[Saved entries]
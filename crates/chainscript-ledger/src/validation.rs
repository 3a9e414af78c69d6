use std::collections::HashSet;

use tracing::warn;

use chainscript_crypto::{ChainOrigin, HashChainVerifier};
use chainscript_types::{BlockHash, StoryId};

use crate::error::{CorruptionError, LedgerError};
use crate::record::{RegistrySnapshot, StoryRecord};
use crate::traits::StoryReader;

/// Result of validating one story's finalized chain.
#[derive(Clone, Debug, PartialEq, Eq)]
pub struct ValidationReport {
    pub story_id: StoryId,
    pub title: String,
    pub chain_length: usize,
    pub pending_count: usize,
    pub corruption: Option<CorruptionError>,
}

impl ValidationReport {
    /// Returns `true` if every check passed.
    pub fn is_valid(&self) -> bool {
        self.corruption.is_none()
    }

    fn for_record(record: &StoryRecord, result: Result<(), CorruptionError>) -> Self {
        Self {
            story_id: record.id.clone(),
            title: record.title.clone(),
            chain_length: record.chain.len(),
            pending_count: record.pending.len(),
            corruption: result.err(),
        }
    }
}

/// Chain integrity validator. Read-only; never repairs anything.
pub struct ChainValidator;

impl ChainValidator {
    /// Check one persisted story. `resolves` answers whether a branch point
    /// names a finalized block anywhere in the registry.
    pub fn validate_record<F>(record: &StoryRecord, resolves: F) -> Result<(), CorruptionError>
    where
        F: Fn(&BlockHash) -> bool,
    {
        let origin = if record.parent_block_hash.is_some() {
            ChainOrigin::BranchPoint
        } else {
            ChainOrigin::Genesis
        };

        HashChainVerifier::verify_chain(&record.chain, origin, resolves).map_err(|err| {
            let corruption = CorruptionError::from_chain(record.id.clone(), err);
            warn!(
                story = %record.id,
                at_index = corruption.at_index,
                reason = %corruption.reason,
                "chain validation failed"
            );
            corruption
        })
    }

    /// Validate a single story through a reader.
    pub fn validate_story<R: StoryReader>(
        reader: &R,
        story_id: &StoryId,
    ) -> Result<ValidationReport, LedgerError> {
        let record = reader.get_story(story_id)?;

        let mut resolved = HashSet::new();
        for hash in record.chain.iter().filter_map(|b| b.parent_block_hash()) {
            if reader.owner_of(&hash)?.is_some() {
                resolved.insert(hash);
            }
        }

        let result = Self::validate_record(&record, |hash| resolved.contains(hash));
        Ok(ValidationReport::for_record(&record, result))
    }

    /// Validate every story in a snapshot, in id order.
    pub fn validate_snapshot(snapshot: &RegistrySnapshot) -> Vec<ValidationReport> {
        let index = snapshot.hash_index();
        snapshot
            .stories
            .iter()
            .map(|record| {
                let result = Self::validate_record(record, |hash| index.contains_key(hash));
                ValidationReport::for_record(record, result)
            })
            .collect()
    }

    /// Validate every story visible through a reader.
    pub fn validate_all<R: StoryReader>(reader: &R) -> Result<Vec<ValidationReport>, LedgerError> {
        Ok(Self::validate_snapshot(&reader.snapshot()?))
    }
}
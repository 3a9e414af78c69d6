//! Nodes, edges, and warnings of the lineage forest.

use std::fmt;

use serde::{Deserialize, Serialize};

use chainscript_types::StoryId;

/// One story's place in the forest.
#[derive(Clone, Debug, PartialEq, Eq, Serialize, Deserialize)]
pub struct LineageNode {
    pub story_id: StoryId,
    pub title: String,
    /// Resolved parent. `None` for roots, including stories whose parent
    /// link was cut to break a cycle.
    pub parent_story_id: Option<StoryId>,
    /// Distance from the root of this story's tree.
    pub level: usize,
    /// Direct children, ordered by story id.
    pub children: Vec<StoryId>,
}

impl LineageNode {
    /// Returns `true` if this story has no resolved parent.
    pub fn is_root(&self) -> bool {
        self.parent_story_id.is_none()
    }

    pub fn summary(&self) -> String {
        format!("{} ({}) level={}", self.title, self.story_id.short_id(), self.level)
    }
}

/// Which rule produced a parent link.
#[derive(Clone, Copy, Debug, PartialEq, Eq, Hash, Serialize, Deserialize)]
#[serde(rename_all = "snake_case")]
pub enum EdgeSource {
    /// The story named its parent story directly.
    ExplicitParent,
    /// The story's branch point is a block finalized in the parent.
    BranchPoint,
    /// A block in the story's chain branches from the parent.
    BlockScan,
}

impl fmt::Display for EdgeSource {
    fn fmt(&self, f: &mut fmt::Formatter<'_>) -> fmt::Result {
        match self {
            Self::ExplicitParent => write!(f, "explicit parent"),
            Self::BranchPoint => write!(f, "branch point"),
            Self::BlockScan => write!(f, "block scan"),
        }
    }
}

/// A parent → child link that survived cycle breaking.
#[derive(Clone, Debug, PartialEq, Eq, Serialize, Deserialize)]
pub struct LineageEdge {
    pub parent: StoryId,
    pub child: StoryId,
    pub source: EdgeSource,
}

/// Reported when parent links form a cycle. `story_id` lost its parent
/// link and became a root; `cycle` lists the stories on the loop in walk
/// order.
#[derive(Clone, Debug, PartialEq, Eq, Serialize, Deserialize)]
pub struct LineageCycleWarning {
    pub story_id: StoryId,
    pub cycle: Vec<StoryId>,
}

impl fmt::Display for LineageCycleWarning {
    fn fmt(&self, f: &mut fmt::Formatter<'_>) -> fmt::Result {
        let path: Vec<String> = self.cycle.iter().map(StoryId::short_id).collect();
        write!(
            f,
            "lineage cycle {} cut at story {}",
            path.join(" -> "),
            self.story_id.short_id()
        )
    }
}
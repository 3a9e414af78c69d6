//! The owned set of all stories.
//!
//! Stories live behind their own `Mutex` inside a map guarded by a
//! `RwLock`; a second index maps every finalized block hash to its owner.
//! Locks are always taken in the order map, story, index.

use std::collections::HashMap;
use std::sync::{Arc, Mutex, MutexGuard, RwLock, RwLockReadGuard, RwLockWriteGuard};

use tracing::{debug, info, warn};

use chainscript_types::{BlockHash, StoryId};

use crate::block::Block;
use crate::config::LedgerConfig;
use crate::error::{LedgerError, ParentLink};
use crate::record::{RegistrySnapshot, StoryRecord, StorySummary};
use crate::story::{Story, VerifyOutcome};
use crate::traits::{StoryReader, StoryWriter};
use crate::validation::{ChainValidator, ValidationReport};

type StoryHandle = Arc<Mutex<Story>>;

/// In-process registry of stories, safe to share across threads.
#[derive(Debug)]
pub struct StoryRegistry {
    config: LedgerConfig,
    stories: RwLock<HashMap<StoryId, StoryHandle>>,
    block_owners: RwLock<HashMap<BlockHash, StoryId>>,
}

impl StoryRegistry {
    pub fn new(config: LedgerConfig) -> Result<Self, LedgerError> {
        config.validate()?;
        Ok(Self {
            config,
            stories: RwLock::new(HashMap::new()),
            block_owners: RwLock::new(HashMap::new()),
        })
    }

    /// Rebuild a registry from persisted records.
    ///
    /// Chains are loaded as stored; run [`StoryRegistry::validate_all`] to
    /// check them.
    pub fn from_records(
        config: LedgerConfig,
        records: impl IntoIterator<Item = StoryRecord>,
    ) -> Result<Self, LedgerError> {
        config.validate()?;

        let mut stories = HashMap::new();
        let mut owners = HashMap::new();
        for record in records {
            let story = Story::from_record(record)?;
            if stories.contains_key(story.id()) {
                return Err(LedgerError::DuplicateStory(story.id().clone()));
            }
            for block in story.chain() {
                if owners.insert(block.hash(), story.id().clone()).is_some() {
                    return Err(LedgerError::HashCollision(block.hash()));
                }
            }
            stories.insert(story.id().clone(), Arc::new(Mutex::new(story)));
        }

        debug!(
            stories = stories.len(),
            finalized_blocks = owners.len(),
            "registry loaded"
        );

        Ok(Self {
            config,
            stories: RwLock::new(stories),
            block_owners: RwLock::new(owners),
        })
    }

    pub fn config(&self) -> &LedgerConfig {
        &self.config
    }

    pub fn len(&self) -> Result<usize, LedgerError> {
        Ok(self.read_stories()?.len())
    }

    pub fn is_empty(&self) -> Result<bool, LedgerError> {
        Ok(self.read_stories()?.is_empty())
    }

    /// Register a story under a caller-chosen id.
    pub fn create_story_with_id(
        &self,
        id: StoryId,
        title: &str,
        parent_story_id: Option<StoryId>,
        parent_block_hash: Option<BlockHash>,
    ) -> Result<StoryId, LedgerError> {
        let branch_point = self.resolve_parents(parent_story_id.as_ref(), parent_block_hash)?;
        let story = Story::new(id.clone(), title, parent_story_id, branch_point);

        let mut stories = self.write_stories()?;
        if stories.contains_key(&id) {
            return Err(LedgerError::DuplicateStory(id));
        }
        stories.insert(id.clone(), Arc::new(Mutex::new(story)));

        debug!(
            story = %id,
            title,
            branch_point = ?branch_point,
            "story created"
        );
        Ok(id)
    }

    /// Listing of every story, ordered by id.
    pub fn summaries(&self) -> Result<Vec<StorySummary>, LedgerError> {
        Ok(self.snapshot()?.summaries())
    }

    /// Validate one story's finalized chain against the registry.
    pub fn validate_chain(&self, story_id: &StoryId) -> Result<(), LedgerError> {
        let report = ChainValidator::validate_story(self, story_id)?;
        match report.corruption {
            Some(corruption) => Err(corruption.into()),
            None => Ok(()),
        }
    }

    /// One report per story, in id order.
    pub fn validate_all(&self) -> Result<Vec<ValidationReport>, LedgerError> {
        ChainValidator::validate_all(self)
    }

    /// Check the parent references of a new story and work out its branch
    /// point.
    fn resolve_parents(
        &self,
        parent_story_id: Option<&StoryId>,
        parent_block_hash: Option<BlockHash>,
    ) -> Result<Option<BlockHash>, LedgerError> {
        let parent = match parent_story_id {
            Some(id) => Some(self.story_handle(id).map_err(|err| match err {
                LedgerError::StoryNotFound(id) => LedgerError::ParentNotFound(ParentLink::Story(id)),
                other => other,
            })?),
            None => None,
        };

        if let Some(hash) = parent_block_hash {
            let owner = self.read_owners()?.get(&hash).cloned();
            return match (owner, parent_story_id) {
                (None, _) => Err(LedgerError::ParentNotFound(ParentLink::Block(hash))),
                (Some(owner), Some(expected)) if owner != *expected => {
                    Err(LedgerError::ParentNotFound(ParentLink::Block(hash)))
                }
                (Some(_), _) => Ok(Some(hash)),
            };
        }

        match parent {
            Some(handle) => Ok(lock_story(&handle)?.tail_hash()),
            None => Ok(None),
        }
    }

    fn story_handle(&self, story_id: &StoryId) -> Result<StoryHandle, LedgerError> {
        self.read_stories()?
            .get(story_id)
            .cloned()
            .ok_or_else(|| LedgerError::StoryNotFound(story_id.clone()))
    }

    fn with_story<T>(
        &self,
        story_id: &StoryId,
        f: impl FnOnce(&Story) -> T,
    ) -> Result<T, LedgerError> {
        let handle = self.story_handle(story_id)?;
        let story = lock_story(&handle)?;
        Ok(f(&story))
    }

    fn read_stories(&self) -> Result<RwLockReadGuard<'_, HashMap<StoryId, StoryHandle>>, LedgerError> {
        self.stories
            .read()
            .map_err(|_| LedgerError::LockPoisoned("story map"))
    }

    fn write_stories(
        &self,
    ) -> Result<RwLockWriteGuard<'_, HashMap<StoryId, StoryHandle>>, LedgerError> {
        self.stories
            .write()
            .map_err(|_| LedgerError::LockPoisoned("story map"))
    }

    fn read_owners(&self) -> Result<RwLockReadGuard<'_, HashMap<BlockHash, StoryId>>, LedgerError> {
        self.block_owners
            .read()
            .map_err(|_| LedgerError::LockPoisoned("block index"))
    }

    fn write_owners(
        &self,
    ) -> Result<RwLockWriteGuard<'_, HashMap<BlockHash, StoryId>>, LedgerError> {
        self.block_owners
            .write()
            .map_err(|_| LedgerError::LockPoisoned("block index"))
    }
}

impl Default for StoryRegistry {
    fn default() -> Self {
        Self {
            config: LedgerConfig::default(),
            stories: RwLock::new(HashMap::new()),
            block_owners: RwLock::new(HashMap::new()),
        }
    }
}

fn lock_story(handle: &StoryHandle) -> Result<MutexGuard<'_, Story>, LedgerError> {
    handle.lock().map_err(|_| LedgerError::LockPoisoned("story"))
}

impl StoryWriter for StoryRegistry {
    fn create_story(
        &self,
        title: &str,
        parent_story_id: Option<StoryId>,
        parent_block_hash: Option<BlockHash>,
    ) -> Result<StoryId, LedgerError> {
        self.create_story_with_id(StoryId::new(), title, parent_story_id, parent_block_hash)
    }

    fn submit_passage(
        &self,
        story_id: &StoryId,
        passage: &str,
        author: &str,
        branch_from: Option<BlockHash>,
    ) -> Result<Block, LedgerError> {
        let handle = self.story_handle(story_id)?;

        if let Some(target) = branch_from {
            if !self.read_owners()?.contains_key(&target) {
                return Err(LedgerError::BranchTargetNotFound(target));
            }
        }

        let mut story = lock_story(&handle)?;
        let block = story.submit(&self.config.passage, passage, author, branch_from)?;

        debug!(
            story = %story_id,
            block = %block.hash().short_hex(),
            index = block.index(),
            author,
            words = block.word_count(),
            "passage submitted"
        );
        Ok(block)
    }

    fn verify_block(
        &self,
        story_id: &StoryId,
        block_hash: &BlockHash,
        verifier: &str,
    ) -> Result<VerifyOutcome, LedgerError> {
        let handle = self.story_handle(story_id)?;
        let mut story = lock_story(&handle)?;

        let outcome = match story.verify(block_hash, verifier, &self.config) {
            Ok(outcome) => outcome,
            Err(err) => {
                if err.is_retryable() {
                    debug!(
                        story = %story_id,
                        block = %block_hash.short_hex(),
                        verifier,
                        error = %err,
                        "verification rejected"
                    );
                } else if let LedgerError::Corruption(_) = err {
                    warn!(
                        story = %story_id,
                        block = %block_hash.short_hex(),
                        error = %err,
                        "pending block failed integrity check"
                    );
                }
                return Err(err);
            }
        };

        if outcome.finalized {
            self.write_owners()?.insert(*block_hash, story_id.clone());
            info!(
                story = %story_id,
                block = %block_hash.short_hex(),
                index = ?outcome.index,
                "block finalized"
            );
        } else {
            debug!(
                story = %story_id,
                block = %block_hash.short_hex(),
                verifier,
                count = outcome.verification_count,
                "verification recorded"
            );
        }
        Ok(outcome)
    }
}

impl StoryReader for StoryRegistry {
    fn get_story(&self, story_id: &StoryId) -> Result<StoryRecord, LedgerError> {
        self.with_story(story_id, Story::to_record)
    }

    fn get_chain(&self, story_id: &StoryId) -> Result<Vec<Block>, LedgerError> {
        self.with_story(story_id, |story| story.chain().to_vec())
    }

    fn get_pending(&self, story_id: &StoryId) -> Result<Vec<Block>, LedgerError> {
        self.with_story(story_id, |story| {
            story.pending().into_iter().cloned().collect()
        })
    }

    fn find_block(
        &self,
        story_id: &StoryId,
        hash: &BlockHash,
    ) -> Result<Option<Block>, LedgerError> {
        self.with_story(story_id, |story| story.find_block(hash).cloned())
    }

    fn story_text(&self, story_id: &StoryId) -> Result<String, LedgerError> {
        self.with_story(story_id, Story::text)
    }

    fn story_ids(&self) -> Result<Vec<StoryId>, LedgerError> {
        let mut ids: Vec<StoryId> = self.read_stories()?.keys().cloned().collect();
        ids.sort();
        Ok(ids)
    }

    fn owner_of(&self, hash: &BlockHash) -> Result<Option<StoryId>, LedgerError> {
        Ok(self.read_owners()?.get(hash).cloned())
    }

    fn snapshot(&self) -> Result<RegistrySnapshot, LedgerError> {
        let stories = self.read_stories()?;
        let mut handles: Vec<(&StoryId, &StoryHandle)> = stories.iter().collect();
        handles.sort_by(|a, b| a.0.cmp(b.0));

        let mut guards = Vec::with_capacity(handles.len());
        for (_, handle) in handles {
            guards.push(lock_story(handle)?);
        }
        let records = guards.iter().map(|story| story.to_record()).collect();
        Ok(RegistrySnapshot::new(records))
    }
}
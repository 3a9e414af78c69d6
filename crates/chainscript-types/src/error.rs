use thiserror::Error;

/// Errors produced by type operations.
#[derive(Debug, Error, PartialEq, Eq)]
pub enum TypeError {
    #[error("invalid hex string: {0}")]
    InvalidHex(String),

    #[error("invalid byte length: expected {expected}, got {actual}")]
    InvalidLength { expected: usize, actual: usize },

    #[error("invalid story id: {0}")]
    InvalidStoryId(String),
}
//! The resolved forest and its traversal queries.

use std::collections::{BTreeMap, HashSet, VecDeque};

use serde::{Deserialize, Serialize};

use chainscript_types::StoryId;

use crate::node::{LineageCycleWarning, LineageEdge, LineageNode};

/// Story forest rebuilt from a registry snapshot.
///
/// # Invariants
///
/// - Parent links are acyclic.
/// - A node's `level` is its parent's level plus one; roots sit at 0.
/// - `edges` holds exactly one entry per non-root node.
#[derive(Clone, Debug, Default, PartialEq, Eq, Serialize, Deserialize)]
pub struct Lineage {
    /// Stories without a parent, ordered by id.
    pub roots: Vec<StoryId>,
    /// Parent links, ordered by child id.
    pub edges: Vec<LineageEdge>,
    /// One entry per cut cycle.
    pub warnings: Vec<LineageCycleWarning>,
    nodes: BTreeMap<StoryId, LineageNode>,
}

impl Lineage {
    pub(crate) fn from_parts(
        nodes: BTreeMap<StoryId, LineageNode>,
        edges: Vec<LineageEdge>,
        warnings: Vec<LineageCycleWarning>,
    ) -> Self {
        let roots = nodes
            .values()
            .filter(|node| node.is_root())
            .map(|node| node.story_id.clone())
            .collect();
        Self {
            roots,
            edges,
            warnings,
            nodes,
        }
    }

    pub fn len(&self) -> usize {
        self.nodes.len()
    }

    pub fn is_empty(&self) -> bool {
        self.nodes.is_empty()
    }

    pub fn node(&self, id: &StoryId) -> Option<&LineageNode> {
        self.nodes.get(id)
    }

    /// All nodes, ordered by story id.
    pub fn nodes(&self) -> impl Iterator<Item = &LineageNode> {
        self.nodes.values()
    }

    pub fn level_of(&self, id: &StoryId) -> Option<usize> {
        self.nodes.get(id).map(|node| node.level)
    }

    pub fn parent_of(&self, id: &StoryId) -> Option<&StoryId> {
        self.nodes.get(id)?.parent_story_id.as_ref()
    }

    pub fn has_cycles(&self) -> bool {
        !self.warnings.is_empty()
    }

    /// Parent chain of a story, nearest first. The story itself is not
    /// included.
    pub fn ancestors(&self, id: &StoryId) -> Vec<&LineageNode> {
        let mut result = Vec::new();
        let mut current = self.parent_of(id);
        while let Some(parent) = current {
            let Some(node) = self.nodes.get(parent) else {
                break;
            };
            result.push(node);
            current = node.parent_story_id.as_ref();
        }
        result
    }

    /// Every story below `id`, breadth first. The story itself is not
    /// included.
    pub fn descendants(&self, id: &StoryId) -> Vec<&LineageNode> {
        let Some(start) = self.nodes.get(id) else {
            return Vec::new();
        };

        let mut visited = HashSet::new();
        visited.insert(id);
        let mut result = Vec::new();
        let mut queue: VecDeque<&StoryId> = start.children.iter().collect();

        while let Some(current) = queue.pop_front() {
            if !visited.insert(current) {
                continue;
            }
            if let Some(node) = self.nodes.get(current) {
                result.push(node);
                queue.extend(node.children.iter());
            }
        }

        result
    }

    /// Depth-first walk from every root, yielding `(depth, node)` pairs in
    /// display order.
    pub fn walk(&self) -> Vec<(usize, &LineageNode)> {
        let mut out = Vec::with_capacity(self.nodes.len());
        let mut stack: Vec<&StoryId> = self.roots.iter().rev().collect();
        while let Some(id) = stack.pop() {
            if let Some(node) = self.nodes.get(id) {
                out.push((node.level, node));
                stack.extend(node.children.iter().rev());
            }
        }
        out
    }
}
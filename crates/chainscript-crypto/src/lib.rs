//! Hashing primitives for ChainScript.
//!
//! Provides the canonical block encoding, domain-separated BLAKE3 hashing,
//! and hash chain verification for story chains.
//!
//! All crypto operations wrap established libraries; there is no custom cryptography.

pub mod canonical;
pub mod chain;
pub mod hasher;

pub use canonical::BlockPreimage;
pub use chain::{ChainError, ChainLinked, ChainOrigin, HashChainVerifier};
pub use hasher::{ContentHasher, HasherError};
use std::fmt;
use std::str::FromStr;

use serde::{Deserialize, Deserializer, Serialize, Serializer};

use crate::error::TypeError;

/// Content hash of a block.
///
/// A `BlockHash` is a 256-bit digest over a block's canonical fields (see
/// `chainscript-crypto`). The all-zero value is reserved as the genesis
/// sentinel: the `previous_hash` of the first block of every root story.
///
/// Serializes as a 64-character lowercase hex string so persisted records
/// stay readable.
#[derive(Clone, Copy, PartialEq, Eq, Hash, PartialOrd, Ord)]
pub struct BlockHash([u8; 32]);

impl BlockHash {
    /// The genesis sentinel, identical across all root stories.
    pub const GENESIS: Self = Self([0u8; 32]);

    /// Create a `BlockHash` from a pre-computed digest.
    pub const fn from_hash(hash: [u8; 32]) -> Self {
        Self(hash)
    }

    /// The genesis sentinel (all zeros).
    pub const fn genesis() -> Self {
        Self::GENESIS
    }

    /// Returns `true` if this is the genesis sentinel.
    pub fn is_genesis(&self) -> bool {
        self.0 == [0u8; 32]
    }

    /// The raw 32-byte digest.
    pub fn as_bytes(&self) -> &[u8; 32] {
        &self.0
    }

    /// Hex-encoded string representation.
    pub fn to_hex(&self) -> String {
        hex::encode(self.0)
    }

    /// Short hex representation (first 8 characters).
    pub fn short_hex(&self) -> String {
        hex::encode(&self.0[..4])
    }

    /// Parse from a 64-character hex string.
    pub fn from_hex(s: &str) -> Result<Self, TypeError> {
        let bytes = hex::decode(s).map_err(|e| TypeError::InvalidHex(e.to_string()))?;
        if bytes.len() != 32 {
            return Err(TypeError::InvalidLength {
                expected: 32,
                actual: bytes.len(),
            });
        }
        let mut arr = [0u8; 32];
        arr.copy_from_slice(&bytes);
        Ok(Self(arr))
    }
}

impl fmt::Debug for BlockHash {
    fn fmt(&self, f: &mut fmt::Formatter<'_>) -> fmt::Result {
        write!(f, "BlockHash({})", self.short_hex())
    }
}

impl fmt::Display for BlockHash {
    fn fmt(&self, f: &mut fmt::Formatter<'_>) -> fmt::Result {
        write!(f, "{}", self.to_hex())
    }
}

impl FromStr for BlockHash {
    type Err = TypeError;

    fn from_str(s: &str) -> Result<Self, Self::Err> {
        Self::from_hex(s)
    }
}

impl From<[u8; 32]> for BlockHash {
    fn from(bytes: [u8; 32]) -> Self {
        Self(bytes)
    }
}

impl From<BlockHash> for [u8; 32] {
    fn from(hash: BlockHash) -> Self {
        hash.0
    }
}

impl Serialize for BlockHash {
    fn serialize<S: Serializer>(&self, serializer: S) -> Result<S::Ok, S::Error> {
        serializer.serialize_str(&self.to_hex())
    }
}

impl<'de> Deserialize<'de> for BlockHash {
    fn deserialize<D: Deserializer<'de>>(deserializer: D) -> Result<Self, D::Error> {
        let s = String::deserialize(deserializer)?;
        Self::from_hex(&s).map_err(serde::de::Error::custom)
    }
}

### EXERCISE DETAILS
Whenever a line of the data holds the string "struct", pick that line out.

### WRITTEN REPLY
pub struct ValidationReport {
pub struct ChainValidator;
pub struct LineageNode {
pub struct LineageEdge {
pub struct LineageCycleWarning {
pub struct StoryRegistry {
pub struct Lineage {
pub struct BlockHash([u8; 32]);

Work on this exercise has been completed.